## [DATA]
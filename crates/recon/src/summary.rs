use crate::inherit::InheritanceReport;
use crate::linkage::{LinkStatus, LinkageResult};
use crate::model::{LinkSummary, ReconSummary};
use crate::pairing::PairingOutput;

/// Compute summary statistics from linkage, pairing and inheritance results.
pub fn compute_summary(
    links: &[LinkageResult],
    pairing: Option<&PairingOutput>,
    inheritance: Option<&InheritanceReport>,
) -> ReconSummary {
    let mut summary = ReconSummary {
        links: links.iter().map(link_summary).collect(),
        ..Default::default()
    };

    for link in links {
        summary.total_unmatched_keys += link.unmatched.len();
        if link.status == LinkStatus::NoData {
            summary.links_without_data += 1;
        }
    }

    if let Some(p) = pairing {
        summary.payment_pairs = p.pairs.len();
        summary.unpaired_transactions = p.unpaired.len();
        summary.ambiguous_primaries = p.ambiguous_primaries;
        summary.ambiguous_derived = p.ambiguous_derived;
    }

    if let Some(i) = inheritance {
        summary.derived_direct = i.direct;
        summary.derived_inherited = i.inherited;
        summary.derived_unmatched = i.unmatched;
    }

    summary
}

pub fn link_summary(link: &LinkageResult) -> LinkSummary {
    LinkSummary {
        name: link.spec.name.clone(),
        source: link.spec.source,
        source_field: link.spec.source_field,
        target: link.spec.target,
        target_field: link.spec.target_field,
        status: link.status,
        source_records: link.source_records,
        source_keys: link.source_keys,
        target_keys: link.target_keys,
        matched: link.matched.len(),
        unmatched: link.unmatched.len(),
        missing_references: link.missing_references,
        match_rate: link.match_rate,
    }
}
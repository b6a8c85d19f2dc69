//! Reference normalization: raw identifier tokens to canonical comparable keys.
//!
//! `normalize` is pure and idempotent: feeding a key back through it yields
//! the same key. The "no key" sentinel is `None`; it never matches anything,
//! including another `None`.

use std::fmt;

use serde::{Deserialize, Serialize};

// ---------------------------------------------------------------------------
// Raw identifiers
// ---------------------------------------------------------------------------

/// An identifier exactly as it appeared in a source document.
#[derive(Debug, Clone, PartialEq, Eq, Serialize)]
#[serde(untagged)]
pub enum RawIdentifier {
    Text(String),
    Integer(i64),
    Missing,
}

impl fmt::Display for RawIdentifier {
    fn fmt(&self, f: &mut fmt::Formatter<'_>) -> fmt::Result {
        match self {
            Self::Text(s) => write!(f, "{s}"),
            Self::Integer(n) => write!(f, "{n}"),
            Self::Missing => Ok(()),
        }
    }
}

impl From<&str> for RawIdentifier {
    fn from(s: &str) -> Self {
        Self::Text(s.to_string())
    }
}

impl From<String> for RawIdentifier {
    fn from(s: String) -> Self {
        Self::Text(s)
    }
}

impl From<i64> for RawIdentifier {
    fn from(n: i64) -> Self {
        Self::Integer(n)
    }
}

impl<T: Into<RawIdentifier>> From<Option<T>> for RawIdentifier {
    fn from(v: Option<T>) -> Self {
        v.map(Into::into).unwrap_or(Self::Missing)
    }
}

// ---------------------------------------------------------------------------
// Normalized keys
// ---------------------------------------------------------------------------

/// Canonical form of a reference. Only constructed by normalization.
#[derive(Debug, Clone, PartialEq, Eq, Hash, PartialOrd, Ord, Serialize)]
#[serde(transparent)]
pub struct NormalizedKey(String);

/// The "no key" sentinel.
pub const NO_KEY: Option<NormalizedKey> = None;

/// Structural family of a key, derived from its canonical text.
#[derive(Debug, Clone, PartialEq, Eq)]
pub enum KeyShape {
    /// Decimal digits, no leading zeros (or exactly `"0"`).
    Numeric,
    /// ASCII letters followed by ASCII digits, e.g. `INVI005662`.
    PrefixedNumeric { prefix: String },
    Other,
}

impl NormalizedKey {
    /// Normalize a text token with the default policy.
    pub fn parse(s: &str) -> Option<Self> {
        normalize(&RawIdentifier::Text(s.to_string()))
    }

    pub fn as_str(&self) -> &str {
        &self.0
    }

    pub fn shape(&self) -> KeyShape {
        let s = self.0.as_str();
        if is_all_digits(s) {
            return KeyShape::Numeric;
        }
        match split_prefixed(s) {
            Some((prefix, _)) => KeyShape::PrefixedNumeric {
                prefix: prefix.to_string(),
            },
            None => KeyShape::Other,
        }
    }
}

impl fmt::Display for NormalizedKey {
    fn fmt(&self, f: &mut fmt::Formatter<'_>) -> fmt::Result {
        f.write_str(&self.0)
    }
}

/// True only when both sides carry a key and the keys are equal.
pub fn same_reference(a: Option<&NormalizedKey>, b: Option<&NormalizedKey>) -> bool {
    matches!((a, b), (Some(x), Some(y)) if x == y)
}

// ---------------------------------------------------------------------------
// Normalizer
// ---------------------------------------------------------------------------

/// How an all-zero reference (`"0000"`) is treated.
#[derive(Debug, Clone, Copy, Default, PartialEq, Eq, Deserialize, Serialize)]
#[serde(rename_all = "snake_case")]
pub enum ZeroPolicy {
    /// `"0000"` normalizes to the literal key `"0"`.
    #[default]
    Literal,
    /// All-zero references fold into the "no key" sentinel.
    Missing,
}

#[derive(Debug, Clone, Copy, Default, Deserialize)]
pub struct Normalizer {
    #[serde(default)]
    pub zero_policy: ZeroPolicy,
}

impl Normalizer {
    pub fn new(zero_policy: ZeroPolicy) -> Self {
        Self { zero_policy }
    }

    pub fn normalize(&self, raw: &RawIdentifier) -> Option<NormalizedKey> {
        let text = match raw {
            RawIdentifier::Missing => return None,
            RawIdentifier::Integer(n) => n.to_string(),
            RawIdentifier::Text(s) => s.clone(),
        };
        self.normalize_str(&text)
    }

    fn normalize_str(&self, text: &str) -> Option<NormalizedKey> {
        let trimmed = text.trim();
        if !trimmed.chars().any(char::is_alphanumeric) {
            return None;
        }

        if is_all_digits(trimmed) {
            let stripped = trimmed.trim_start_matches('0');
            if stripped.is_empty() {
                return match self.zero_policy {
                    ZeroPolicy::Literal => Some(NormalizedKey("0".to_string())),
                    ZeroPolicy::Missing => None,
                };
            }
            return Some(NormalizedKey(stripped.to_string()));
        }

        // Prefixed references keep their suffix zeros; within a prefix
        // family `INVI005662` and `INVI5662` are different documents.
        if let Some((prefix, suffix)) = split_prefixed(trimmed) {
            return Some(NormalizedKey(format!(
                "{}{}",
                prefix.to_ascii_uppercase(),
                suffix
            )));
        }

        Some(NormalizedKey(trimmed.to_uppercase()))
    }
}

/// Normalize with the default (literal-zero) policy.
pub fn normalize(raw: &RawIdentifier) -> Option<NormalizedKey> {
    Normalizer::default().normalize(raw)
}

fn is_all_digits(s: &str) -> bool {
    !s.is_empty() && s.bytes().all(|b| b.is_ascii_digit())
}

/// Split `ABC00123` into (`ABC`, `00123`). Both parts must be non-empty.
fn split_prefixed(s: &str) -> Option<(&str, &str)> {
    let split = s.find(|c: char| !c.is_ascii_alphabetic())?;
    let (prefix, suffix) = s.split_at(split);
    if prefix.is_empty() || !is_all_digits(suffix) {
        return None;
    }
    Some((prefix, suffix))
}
--
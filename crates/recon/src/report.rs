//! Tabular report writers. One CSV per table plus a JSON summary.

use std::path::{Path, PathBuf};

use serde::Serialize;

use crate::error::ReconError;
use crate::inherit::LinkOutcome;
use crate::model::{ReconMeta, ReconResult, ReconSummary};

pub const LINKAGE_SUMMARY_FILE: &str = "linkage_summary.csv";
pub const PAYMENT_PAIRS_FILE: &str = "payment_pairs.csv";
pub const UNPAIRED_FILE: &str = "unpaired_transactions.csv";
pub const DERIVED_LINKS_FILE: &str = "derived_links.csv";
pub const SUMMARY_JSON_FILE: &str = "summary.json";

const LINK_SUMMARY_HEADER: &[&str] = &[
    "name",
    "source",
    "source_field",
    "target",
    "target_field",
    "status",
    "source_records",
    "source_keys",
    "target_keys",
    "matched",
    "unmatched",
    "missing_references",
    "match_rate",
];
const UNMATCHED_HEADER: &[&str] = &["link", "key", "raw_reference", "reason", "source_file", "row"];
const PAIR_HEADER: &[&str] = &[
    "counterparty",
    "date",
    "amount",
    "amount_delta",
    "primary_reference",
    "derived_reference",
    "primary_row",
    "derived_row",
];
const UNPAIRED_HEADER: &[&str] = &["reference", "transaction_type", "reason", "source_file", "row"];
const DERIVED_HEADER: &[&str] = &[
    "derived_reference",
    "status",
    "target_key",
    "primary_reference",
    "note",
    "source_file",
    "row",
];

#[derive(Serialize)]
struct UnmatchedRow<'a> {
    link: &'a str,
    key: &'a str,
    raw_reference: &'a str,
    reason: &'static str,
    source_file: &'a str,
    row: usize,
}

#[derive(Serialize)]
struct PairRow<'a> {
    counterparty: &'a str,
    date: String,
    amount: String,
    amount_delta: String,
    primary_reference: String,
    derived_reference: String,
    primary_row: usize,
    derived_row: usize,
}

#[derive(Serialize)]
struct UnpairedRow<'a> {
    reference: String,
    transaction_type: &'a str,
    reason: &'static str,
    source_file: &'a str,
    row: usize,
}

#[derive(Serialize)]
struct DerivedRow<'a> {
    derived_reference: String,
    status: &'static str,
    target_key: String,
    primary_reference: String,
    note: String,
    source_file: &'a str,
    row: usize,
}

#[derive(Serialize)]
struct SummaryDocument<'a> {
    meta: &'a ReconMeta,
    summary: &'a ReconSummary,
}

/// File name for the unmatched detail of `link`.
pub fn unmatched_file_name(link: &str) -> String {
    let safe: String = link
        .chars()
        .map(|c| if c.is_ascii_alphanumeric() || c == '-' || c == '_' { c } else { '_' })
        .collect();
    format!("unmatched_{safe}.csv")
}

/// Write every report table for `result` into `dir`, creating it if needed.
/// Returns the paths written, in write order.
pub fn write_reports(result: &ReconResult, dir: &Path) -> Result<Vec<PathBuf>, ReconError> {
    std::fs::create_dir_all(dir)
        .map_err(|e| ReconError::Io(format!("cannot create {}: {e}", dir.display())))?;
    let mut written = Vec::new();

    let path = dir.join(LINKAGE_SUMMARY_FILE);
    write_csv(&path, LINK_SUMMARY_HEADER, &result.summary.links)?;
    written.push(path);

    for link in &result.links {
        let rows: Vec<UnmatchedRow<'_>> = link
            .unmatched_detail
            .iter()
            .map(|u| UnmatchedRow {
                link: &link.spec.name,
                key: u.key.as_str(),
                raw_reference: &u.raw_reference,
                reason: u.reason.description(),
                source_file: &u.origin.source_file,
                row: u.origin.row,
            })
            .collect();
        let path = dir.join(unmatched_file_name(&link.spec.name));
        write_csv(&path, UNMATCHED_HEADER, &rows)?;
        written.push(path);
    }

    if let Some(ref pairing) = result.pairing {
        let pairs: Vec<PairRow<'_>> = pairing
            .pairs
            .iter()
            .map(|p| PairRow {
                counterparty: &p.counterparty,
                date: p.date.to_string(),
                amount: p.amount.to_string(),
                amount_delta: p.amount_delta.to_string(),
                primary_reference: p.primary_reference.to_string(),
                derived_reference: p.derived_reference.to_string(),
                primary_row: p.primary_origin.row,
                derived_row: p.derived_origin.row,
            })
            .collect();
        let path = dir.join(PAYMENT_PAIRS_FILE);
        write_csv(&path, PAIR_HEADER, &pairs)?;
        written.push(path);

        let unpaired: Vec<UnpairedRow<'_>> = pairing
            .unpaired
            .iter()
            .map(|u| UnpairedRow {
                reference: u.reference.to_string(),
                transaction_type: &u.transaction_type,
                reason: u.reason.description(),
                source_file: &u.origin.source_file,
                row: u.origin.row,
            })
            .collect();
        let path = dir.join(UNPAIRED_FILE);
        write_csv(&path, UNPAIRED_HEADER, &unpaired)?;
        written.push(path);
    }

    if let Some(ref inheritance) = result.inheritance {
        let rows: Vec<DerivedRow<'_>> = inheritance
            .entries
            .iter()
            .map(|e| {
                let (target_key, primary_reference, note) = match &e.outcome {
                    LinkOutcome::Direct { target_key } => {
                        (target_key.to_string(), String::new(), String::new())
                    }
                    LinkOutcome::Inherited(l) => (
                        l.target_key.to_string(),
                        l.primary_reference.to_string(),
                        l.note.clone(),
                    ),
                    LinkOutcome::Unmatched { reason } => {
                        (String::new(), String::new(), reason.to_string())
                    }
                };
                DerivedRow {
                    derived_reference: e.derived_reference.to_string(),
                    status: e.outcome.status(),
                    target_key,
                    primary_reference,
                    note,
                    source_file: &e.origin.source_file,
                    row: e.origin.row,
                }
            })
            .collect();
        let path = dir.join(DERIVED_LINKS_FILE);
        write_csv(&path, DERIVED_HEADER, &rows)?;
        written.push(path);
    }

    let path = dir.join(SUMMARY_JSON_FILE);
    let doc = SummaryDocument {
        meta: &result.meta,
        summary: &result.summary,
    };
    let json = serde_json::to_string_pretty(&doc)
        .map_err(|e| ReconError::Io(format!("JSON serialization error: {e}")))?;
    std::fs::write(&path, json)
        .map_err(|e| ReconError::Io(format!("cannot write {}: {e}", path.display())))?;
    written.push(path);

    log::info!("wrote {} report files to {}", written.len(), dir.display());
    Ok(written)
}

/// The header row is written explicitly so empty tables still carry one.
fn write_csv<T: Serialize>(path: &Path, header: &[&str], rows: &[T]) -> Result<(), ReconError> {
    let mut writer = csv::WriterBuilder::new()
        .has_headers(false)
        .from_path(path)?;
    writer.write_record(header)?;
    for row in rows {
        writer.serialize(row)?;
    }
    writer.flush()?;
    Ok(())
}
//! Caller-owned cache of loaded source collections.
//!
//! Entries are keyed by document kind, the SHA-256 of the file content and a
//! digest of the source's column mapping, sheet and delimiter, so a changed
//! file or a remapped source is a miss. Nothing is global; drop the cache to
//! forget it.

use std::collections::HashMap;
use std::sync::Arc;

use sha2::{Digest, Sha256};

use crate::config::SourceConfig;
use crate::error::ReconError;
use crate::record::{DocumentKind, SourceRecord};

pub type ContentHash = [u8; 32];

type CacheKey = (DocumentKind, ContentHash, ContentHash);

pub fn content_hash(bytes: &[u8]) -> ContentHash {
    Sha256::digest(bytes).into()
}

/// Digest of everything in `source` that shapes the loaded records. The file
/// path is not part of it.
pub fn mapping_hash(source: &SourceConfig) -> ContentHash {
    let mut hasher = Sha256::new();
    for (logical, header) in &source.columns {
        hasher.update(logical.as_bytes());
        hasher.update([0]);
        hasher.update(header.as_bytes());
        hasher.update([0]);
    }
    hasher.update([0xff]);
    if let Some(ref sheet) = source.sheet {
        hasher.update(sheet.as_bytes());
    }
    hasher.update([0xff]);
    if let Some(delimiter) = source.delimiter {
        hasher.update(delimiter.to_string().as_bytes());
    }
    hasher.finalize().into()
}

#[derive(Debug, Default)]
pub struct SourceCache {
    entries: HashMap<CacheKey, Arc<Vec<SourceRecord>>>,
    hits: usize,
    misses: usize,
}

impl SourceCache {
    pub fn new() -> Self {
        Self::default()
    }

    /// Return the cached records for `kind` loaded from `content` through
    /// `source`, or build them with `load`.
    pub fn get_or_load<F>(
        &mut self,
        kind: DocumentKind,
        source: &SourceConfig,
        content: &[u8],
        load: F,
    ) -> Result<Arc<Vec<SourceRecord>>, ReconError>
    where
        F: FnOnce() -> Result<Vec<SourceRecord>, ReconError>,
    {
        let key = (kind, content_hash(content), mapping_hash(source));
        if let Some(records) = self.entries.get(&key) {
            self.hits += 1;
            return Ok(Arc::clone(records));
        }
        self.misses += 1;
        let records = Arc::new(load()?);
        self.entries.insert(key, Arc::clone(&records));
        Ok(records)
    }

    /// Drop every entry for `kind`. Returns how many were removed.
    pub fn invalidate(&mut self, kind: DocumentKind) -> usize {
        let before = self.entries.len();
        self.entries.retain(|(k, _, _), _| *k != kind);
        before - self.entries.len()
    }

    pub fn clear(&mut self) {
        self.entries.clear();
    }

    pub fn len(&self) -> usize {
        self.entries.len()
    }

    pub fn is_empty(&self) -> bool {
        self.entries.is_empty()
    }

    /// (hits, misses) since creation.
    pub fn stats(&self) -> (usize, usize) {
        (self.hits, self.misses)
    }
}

## [EXERCISE]
Within the material above, the line with "for row in rows" opens the range and the line with "so a changed" closes it; reproduce that range word for word.

## [THE COMPLETED TASK]
    for row in rows {
        writer.serialize(row)?;
    }
    writer.flush()?;
    Ok(())
}
//! Caller-owned cache of loaded source collections.
//!
//! Entries are keyed by document kind, the SHA-256 of the file content and a
//! digest of the source's column mapping, sheet and delimiter, so a changed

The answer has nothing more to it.